MIME-Version: 1.0
References: <20211026222626.39222-1-ulf.hansson@linaro.org>
 <CAJZ5v0hrTDsCUn4vgmFrTTgd6H=orh-Kb5b3+_H9St4n8fTxBw@mail.gmail.com>
 <CAPDyKFre=tp4919FLoeU-wjLDJ02zmHaXY4wgTUmfmFbeaCadQ@mail.gmail.com> <4380690.LvFx2qVVIh@kreacher>
In-Reply-To: <4380690.LvFx2qVVIh@kreacher>
From:   Ulf Hansson <ulf.hansson@linaro.org>
Date:   Tue, 30 Nov 2021 12:57:55 +0100
Message-ID: <CAPDyKFpyPov-faJ9dUszi38Q7-4OsowX=i8w=NCnTQ66_zooHg@mail.gmail.com>
Subject: Re: [PATCH] PM: runtime: Allow rpm_resume() to succeed when runtime
 PM is disabled
To:     "Rafael J. Wysocki" <rjw@rjwysocki.net>
Cc:     "Rafael J. Wysocki" <rafael@kernel.org>,
        Alan Stern <stern@rowland.harvard.edu>,
        Linux PM <linux-pm@vger.kernel.org>,
        Kevin Hilman <khilman@kernel.org>,
        Maulik Shah <mkshah@codeaurora.org>,
        Linux ARM <linux-arm-kernel@lists.infradead.org>,
        Linux Kernel Mailing List <linux-kernel@vger.kernel.org>
Content-Type: text/plain; charset="UTF-8"
Precedence: bulk

[...]

> > > > > >
> > > > > > Am I thinking correctly that this is mostly about working around the
> > > > > > limitations of pm_runtime_force_suspend()?
> > > > >
> > > > > No, this isn't related at all.
> > > > >
> > > > > The cpuidle-psci driver doesn't have PM callbacks, thus using
> > > > > pm_runtime_force_suspend() would not work here.
> > > >
> > > > Just wanted to send a ping on this to see if we can come to a
> > > > conclusion.

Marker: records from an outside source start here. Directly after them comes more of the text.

/*
 * Copyright Amazon.com, Inc. or its affiliates. All Rights Reserved.
 * SPDX-License-Identifier: Apache-2.0
 */

use std::sync::Arc;
use std::time::{SystemTime, UNIX_EPOCH};

use async_trait::async_trait;
use http::header::{HeaderName, HeaderValue, AUTHORIZATION, USER_AGENT};
use http::HeaderMap;
use serde_json::json;

use crate::auth::client::remote_error;
use crate::auth::credentials::Credentials;
use crate::auth::{
    Authority, CredentialStore, NoopCredentialStore, RequestTicket, SigningContext,
    SigningRegistry, Tokens,
};
use crate::error::{self, Error, ErrorKind};
use crate::http::{HttpRequest, SharedHttpClient};

/// Consecutive session re-creations allowed before giving up
const MAX_SESSION_ATTEMPTS: u32 = 3;

/// Where credentials are refreshed and device sessions are created.
#[derive(Debug, Clone)]
pub struct AuthEndpoints {
    /// Credential refresh endpoint
    pub refresh_url: String,
    /// Device session creation endpoint
    pub session_url: String,
}

/// How this device presents itself to the remote service.
#[derive(Debug, Clone)]
pub struct DeviceProfile {
    /// Reported device name
    pub device_name: String,
    /// Reported model name
    pub model_name: String,
    /// `User-Agent` header, if any
    pub user_agent: Option<String>,
    /// `x-canary` header, if any
    pub canary: Option<String>,
}

impl Default for DeviceProfile {
    fn default() -> Self {
        Self {
            device_name: "samsung".to_owned(),
            model_name: "SM-G9810".to_owned(),
            user_agent: None,
            canary: None,
        }
    }
}

/// An identity that owns its credentials and device session.
#[derive(Debug)]
pub struct Identity {
    signing: Arc<SigningContext>,
    credentials: Credentials,
    endpoints: AuthEndpoints,
    profile: DeviceProfile,
    http: SharedHttpClient,
    store: Arc<dyn CredentialStore>,
}

impl Identity {
    /// Create a new [`IdentityBuilder`]
    pub fn builder() -> IdentityBuilder {
        IdentityBuilder::default()
    }

    /// The signing state shared by every request of this identity
    pub fn signing_context(&self) -> &Arc<SigningContext> {
        &self.signing
    }

    /// The current credential pair
    pub async fn tokens(&self) -> Tokens {
        self.credentials.snapshot().await.0
    }

    fn apply_headers(
        &self,
        headers: &mut HeaderMap,
        access_token: &str,
        device_id: &str,
        signature: &str,
    ) -> Result<(), Error> {
        let timestamp = SystemTime::now()
            .duration_since(UNIX_EPOCH)
            .unwrap_or_default()
            .as_millis();
        headers.insert(AUTHORIZATION, header_value(access_token)?);
        insert(headers, "x-signature", signature)?;
        insert(headers, "x-device-id", device_id)?;
        insert(headers, "x-request-id", &uuid::Uuid::new_v4().to_string())?;
        insert(headers, "x-nonce", &uuid::Uuid::new_v4().to_string())?;
        insert(headers, "x-timestamp", &timestamp.to_string())?;
        if let Some(canary) = &self.profile.canary {
            insert(headers, "x-canary", canary)?;
        }
        if let Some(user_agent) = &self.profile.user_agent {
            headers.insert(USER_AGENT, header_value(user_agent)?);
        }
        Ok(())
    }
}

fn header_value(value: &str) -> Result<HeaderValue, Error> {
    HeaderValue::from_str(value).map_err(error::invalid_input)
}

fn insert(headers: &mut HeaderMap, name: &'static str, value: &str) -> Result<(), Error> {
    headers.insert(HeaderName::from_static(name), header_value(value)?);
    Ok(())
}

#[async_trait]
impl Authority for Identity {
    fn user_id(&self) -> &str {
        self.signing.user_id()
    }

    async fn access_token(&self) -> String {
        self.credentials.snapshot().await.0.access_token
    }

    async fn sign_request(&self, request: &mut HttpRequest) -> Result<RequestTicket, Error> {
        // each snapshot releases its lock before the next one is taken
        let (tokens, credential_generation) = self.credentials.snapshot().await;
        let (device_id, signature, session_generation) = self.signing.snapshot().await;
        self.apply_headers(
            &mut request.headers,
            &tokens.access_token,
            &device_id,
            &signature,
        )?;
        Ok(RequestTicket {
            credential_generation,
            session_generation,
        })
    }

    async fn refresh_credential(&self, ticket: RequestTicket) -> Result<(), Error> {
        self.credentials
            .refresh(
                ticket.credential_generation,
                self.http.as_ref(),
                &self.endpoints.refresh_url,
                self.user_id(),
                self.store.as_ref(),
            )
            .await
    }

    async fn recreate_session(&self, ticket: RequestTicket) -> Result<(), Error> {
        let mut state = self.signing.lock().await;
        if state.generation() != ticket.session_generation {
            tracing::debug!("device session for {} already re-created", self.user_id());
            return Ok(());
        }

        state.sign(self.signing.app_id(), self.signing.user_id())?;
        if !state.begin_repair(MAX_SESSION_ATTEMPTS) {
            return Err(Error::new(
                ErrorKind::AuthRepairExhausted,
                format!(
                    "device session re-creation failed after {MAX_SESSION_ATTEMPTS} attempts"
                ),
            ));
        }

        let (tokens, _) = self.credentials.snapshot().await;
        let body = json!({
            "deviceName": self.profile.device_name,
            "modelName": self.profile.model_name,
            "nonce": 0,
            "pubKey": state.public_key(),
            "refreshToken": tokens.refresh_token,
        });
        let mut request = HttpRequest::new(http::Method::POST, &self.endpoints.session_url)
            .json(&body)?;
        self.apply_headers(
            &mut request.headers,
            &tokens.access_token,
            state.device_id(),
            state.signature(),
        )?;

        let response = self.http.send(request).await?;
        if let Some((code, message)) = remote_error(&response.body) {
            return Err(error::remote(code, message));
        }
        response.error_for_status()?;

        state.repaired();
        tracing::info!("re-created device session for {}", self.user_id());
        Ok(())
    }
}

/// An identity that borrows credentials and session state from a primary identity.
///
/// Every request and repair is forwarded to the primary, so both share one refresh and one
/// device session.
#[derive(Debug, Clone)]
pub struct DelegatedIdentity {
    primary: Arc<dyn Authority>,
}

impl DelegatedIdentity {
    /// Delegate to `primary`
    pub fn new(primary: Arc<dyn Authority>) -> Self {
        Self { primary }
    }

    /// The identity owning the credentials
    pub fn primary(&self) -> &Arc<dyn Authority> {
        &self.primary
    }
}

#[async_trait]
impl Authority for DelegatedIdentity {
    fn user_id(&self) -> &str {
        self.primary.user_id()
    }

    async fn access_token(&self) -> String {
        self.primary.access_token().await
    }

    async fn sign_request(&self, request: &mut HttpRequest) -> Result<RequestTicket, Error> {
        self.primary.sign_request(request).await
    }

    async fn refresh_credential(&self, ticket: RequestTicket) -> Result<(), Error> {
        self.primary.refresh_credential(ticket).await
    }

    async fn recreate_session(&self, ticket: RequestTicket) -> Result<(), Error> {
        self.primary.recreate_session(ticket).await
    }
}

/// Builder for [`Identity`]
#[derive(Debug, Default)]
pub struct IdentityBuilder {
    user_id: Option<String>,
    app_id: Option<String>,
    tokens: Option<Tokens>,
    endpoints: Option<AuthEndpoints>,
    profile: DeviceProfile,
    http: Option<SharedHttpClient>,
    store: Option<Arc<dyn CredentialStore>>,
    registry: Option<Arc<SigningRegistry>>,
    signing: Option<Arc<SigningContext>>,
}

impl IdentityBuilder {
    /// The user the requests are made for (required)
    pub fn user_id(mut self, user_id: impl Into<String>) -> Self {
        self.user_id = Some(user_id.into());
        self
    }

    /// Application identifier mixed into the session signature (required unless an explicit
    /// signing context is given)
    pub fn app_id(mut self, app_id: impl Into<String>) -> Self {
        self.app_id = Some(app_id.into());
        self
    }

    /// The initial credential pair (required)
    pub fn tokens(mut self, tokens: Tokens) -> Self {
        self.tokens = Some(tokens);
        self
    }

    /// Refresh and session endpoints (required)
    pub fn endpoints(mut self, endpoints: AuthEndpoints) -> Self {
        self.endpoints = Some(endpoints);
        self
    }

    /// Device presentation, defaults to [`DeviceProfile::default`]
    pub fn profile(mut self, profile: DeviceProfile) -> Self {
        self.profile = profile;
        self
    }

    /// Transport for requests to the remote service
    pub fn http_client(mut self, http: SharedHttpClient) -> Self {
        self.http = Some(http);
        self
    }

    /// Where refreshed credentials are persisted
    pub fn credential_store(mut self, store: Arc<dyn CredentialStore>) -> Self {
        self.store = Some(store);
        self
    }

    /// Share signing state with other identities through `registry`
    pub fn registry(mut self, registry: Arc<SigningRegistry>) -> Self {
        self.registry = Some(registry);
        self
    }

    /// Use an explicit signing context
    pub fn signing_context(mut self, signing: Arc<SigningContext>) -> Self {
        self.signing = Some(signing);
        self
    }

    /// Consumes the builder and constructs an [`Identity`]
    pub fn build(self) -> Result<Identity, Error> {
        let user_id = self
            .user_id
            .ok_or_else(|| error::invalid_input("user id is required"))?;
        let tokens = self
            .tokens
            .ok_or_else(|| error::invalid_input("credentials are required"))?;
        let endpoints = self
            .endpoints
            .ok_or_else(|| error::invalid_input("auth endpoints are required"))?;

        let signing = match self.signing {
            Some(signing) => signing,
            None => {
                let app_id = self
                    .app_id
                    .ok_or_else(|| error::invalid_input("app id is required"))?;
                match &self.registry {
                    Some(registry) => registry.get_or_init(&user_id, &app_id)?,
                    None => Arc::new(SigningContext::secp256k1(user_id.as_str(), app_id)?),
                }
            }
        };
        if signing.user_id() != user_id {
            return Err(error::invalid_input(format!(
                "signing context belongs to {}, not {user_id}",
                signing.user_id()
            )));
        }

        Ok(Identity {
            signing,
            credentials: Credentials::new(tokens),
            endpoints,
            profile: self.profile,
            http: self.http.unwrap_or_else(crate::http::default_client),
            store: self
                .store
                .unwrap_or_else(|| Arc::new(NoopCredentialStore)),
        })
    }
}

Or maybe we did? :-)
> > > >
> > > > I think in the end, what slightly bothers me, is that the behavior is
> > > > a bit inconsistent. Although, maybe it's the best we can do.
> > >
> > > I've been thinking about this and it looks like we can do better, but
> > > instead of talking about this I'd rather send a patch.
> >
> > Alright.
> >
> > I was thinking along the lines of make similar changes for
> > rpm_idle|suspend(). That would make the behaviour even more
> > consistent, I think.
> >
> > Perhaps that's what you have in mind? :-)
>
> Well, not exactly.
>
> The idea is to add another counter (called restrain_depth in the patch)
> to prevent rpm_resume() from running the callback when that is potentially
> problematic.  With that, it is possible to actually distinguish devices
> with PM-runtime enabled and it allows the PM-runtime status to be checked
> when it is still known to be meaningful.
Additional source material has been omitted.